The UF student chapter was originally created in 2013 and dissolved in 2016. After it was reactivated in 2018, Gaffud led the organization as president for two years. Since its reinstatement, the group held professional networking events with tech companies, paid for students to attend the annual oSTEM National Conference and created sub-organizations in the chapter that are specific to different colleges and departments. During the spring semester, oSTEM hosted queer graduate students and faculty where they presented their research areas. 

“College is overwhelming, especially coming from a marginalized community, and things like sexuality and gender identity should not be inhibitors to learning.
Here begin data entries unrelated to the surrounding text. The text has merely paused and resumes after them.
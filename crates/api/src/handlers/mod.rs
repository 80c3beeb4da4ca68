pub mod appraisals;
pub mod reviews;
pub mod workflow;
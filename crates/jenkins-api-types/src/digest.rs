//! MD5 digests as Jenkins computes them for fingerprints.

use std::fs::File;
use std::io::{self, Read};
use std::path::Path;

use md5::{Digest, Md5};

use crate::error::IdError;
use crate::fingerprint::FingerprintId;

const CHUNK_SIZE: usize = 64 * 1024;

fn finish(hasher: Md5) -> FingerprintId {
    let mut digest = [0u8; 16];
    digest.copy_from_slice(&hasher.finalize());
    FingerprintId::from_digest(digest)
}

/// Fingerprint id of an in-memory buffer.
pub fn md5_hex(data: &[u8]) -> FingerprintId {
    let mut hasher = Md5::new();
    hasher.update(data);
    finish(hasher)
}

/// Fingerprint id of everything readable from `reader`.
pub fn md5_reader<R: Read>(mut reader: R) -> io::Result<FingerprintId> {
    let mut hasher = Md5::new();
    let mut buf = vec![0u8; CHUNK_SIZE];
    loop {
        let n = match reader.read(&mut buf) {
            Ok(0) => break,
            Ok(n) => n,
            Err(e) if e.kind() == io::ErrorKind::Interrupted => continue,
            Err(e) => return Err(e),
        };
        hasher.update(&buf[..n]);
    }
    Ok(finish(hasher))
}

/// Fingerprint id of a file on disk.
pub fn fingerprint_of_file(path: &Path) -> Result<FingerprintId, IdError> {
    let file = File::open(path)?;
    Ok(md5_reader(file)?)
}

#[cfg(test)]
mod tests {
    use super::*;
    use std::fs;
    use tempfile::TempDir;

    #[test]
    fn test_md5_known_vectors() {
        assert_eq!(md5_hex(b"").as_str(), "d41d8cd98f00b204e9800998ecf8427e");
        assert_eq!(md5_hex(b"abc").as_str(), "900150983cd24fb0d6963f7d28e17f72");
    }

    #[test]
    fn test_reader_matches_buffer_across_chunks() {
        let data: Vec<u8> = (0..(CHUNK_SIZE * 2 + 17)).map(|i| (i % 251) as u8).collect();
        let streamed = md5_reader(data.as_slice()).unwrap();
        assert_eq!(streamed, md5_hex(&data));
    }

    #[test]
    fn test_fingerprint_of_file() {
        let dir = TempDir::new().unwrap();
        let path = dir.path().join("out.zip");
        fs::write(&path, b"abc").unwrap();

        let id = fingerprint_of_file(&path).unwrap();
        assert_eq!(id.as_str(), "900150983cd24fb0d6963f7d28e17f72");
    }

    #[test]
    fn test_fingerprint_of_missing_file() {
        let dir = TempDir::new().unwrap();
        let err = fingerprint_of_file(&dir.path().join("missing")).unwrap_err();
        assert!(matches!(err, IdError::Io(_)));
    }
}
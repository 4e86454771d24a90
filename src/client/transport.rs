//! Transport Layer for the REST Client
//!
//! Abstracts the HTTP connection for testability. Provides:
//! - Transport trait: GET a URL and decode the body as JSON
//! - MockTransport: in-process canned responses for unit tests
//! - HttpTransport: blocking reqwest client for production

use std::collections::HashMap;
use std::sync::Mutex;
use std::time::Duration;

use reqwest::header::{HeaderMap, HeaderValue, ACCEPT};
use serde_json::Value;

/// Transport trait for REST communication
pub trait Transport: Send + Sync {
    /// GET `url` and return the decoded JSON body
    fn get_json(&self, url: &str) -> Result<Value, TransportError>;
}

/// Transport errors
#[derive(Debug, thiserror::Error)]
pub enum TransportError {
    #[error("HTTP {status} from {url}")]
    Http { status: u16, url: String },

    #[error("Connection failed: {0}")]
    Connection(String),

    #[error("Connection timeout")]
    Timeout,

    #[error("Invalid response JSON: {0}")]
    Decode(#[from] serde_json::Error),
}

impl TransportError {
    /// HTTP status code, when the server answered with one
    pub fn status(&self) -> Option<u16> {
        match self {
            TransportError::Http { status, .. } => Some(*status),
            _ => None,
        }
    }

    /// Whether the server answered 404
    pub fn is_not_found(&self) -> bool {
        self.status() == Some(404)
    }

    /// Whether no response was received at all
    pub fn is_unreachable(&self) -> bool {
        matches!(self, TransportError::Connection(_) | TransportError::Timeout)
    }
}

/// Canned response served by [`MockTransport`]
#[derive(Debug, Clone)]
pub enum MockResponse {
    /// 200 with this JSON body
    Json(Value),
    /// Error status with an empty body
    Status(u16),
    /// 200 with a body that is not JSON
    Malformed(String),
    /// No response at all
    ConnectionFailure(String),
    /// Request timed out
    Timeout,
}

/// Mock transport for testing - serves canned responses keyed by URL.
///
/// URLs without a registered response answer 404, like a Jenkins server
/// that has never seen the resource.
#[derive(Debug, Default)]
pub struct MockTransport {
    responses: Mutex<HashMap<String, MockResponse>>,
    requests: Mutex<Vec<String>>,
}

impl MockTransport {
    /// Create a mock transport with no resources
    pub fn new() -> Self {
        Self::default()
    }

    /// Register (or replace) the response for a URL
    pub fn respond(&self, url: impl Into<String>, response: MockResponse) {
        self.responses
            .lock()
            .unwrap_or_else(|e| e.into_inner())
            .insert(url.into(), response);
    }

    /// Register a 200 JSON response for a URL
    pub fn respond_json(&self, url: impl Into<String>, body: Value) {
        self.respond(url, MockResponse::Json(body));
    }

    /// URLs requested so far, in order
    pub fn requests(&self) -> Vec<String> {
        self.requests.lock().unwrap_or_else(|e| e.into_inner()).clone()
    }

    /// Number of requests served so far
    pub fn request_count(&self) -> usize {
        self.requests.lock().unwrap_or_else(|e| e.into_inner()).len()
    }
}

impl Transport for MockTransport {
    fn get_json(&self, url: &str) -> Result<Value, TransportError> {
        self.requests
            .lock()
            .unwrap_or_else(|e| e.into_inner())
            .push(url.to_string());

        let response = self
            .responses
            .lock()
            .unwrap_or_else(|e| e.into_inner())
            .get(url)
            .cloned()
            .unwrap_or(MockResponse::Status(404));

        match response {
            MockResponse::Json(body) => Ok(body),
            MockResponse::Status(status) => Err(TransportError::Http {
                status,
                url: url.to_string(),
            }),
            MockResponse::Malformed(body) => Ok(serde_json::from_str(&body)?),
            MockResponse::ConnectionFailure(reason) => Err(TransportError::Connection(reason)),
            MockResponse::Timeout => Err(TransportError::Timeout),
        }
    }
}

/// HTTP transport configuration
#[derive(Clone)]
pub struct HttpConfig {
    /// Request timeout in seconds
    pub timeout_seconds: u64,
    /// User for basic auth
    pub username: Option<String>,
    /// API token (or password) for basic auth
    pub api_token: Option<String>,
    /// User-Agent header
    pub user_agent: String,
    /// Honour HTTP(S)_PROXY from the environment
    pub use_system_proxy: bool,
}

impl Default for HttpConfig {
    fn default() -> Self {
        Self {
            timeout_seconds: 30,
            username: None,
            api_token: None,
            user_agent: format!("jenkins-fingerprint/{}", env!("CARGO_PKG_VERSION")),
            use_system_proxy: true,
        }
    }
}

impl std::fmt::Debug for HttpConfig {
    fn fmt(&self, f: &mut std::fmt::Formatter<'_>) -> std::fmt::Result {
        f.debug_struct("HttpConfig")
            .field("timeout_seconds", &self.timeout_seconds)
            .field("username", &self.username)
            .field("api_token", &self.api_token.as_ref().map(|_| "<redacted>"))
            .field("user_agent", &self.user_agent)
            .field("use_system_proxy", &self.use_system_proxy)
            .finish()
    }
}

/// HTTP transport for production use
///
/// Issues one blocking GET per call. No retries; timeouts come from
/// [`HttpConfig::timeout_seconds`].
pub struct HttpTransport {
    client: reqwest::blocking::Client,
    config: HttpConfig,
}

impl HttpTransport {
    /// Create a new HTTP transport with the given configuration
    pub fn new(config: HttpConfig) -> Result<Self, TransportError> {
        let mut headers = HeaderMap::new();
        headers.insert(ACCEPT, HeaderValue::from_static("application/json"));

        let mut builder = reqwest::blocking::Client::builder()
            .timeout(Duration::from_secs(config.timeout_seconds))
            .user_agent(config.user_agent.clone())
            .default_headers(headers);
        if !config.use_system_proxy {
            builder = builder.no_proxy();
        }

        let client = builder
            .build()
            .map_err(|e| TransportError::Connection(format!("Failed to create HTTP client: {}", e)))?;

        Ok(Self { client, config })
    }

    pub fn config(&self) -> &HttpConfig {
        &self.config
    }
}

impl Transport for HttpTransport {
    fn get_json(&self, url: &str) -> Result<Value, TransportError> {
        let mut request = self.client.get(url);
        if let Some(ref user) = self.config.username {
            request = request.basic_auth(user, self.config.api_token.as_deref());
        }

        tracing::debug!(url, "GET");
        let response = request.send().map_err(|e| {
            if e.is_timeout() {
                TransportError::Timeout
            } else {
                TransportError::Connection(e.to_string())
            }
        })?;

        let status = response.status();
        if !status.is_success() {
            return Err(TransportError::Http {
                status: status.as_u16(),
                url: url.to_string(),
            });
        }

        let body = response.text().map_err(|e| {
            if e.is_timeout() {
                TransportError::Timeout
            } else {
                TransportError::Connection(format!("Failed to read response body: {}", e))
            }
        })?;

        Ok(serde_json::from_str(&body)?)
    }
}
//! Artifact integrity checks
//!
//! Hashes downloaded artifacts and confirms them against the server's
//! fingerprint records.

mod verify;

pub use verify::{verify_download, ArtifactCheck, ArtifactError, Verified};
At the end of the day, I hope the impact for LGBTQIA+ people in STEM is: you deserve a seat at the table, and you are allowed to take up space,” Gaffud said. “I want their experiences and navigation of STEM spaces, which are extremely heteronormative and male-dominated, to be easier than my own. That is why I wanted oSTEM to exist—to be a space for queer students to find that support.” 

Gaffud said that their involvement is a piece of a larger progressive movement for the LGBTQIA+ community. Revitalizing oSTEM inspired them by meeting and connecting with people who made them more passionate about their impending career. After graduation and taking a gap year, they plan to pursue a master’s in architecture and eventually, a doctoral degree to fulfill their dream of being a professor. 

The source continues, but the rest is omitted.